**WHAT THE EXERCISE ASKS**
Could you repeat, word for word, only the lines from the one containing "fn to_json_indented<T: Serialize" through the final line of the records below?

**DATA SUPPLIED**
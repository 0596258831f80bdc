//! JSON rendering for outlines and reports.

use serde::Serialize;

use crate::error::{Error, Result};

/// JSON output format.
#[derive(Debug, Clone, Copy, PartialEq, Eq, Default)]
pub enum JsonFormat {
    /// Pretty-printed JSON with two-space indentation
    #[default]
    Pretty,
    /// Compact JSON without extra whitespace
    Compact,
    /// Pretty-printed JSON with the given number of spaces
    Indented(usize),
}

/// Serialize a value to JSON. Non-ASCII text is written as-is.
pub fn to_json<T: Serialize + ?Sized>(value: &T, format: JsonFormat) -> Result<String> {
    let result = match format {
        JsonFormat::Pretty => serde_json::to_string_pretty(value),
        JsonFormat::Compact => serde_json::to_string(value),
        JsonFormat::Indented(width) => return to_json_indented(value, width),
    };

    result.map_err(|e| Error::Render(format!("JSON serialization error: {}", e)))
}

fn to_json_indented<T: Serialize + ?Sized>(value: &T, width: usize) -> Result<String> {
    let indent = vec![b' '; width];
    let formatter = serde_json::ser::PrettyFormatter::with_indent(&indent);
    let mut buf = Vec::new();
    let mut serializer = serde_json::Serializer::with_formatter(&mut buf, formatter);
    value.serialize(&mut serializer)?;
    String::from_utf8(buf).map_err(|e| Error::Render(e.to_string()))
}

**THE ANSWER**
fn to_json_indented<T: Serialize + ?Sized>(value: &T, width: usize) -> Result<String> {
    let indent = vec![b' '; width];
    let formatter = serde_json::ser::PrettyFormatter::with_indent(&indent);
    let mut buf = Vec::new();
    let mut serializer = serde_json::Serializer::with_formatter(&mut buf, formatter);
    value.serialize(&mut serializer)?;
    String::from_utf8(buf).map_err(|e| Error::Render(e.to_string()))
}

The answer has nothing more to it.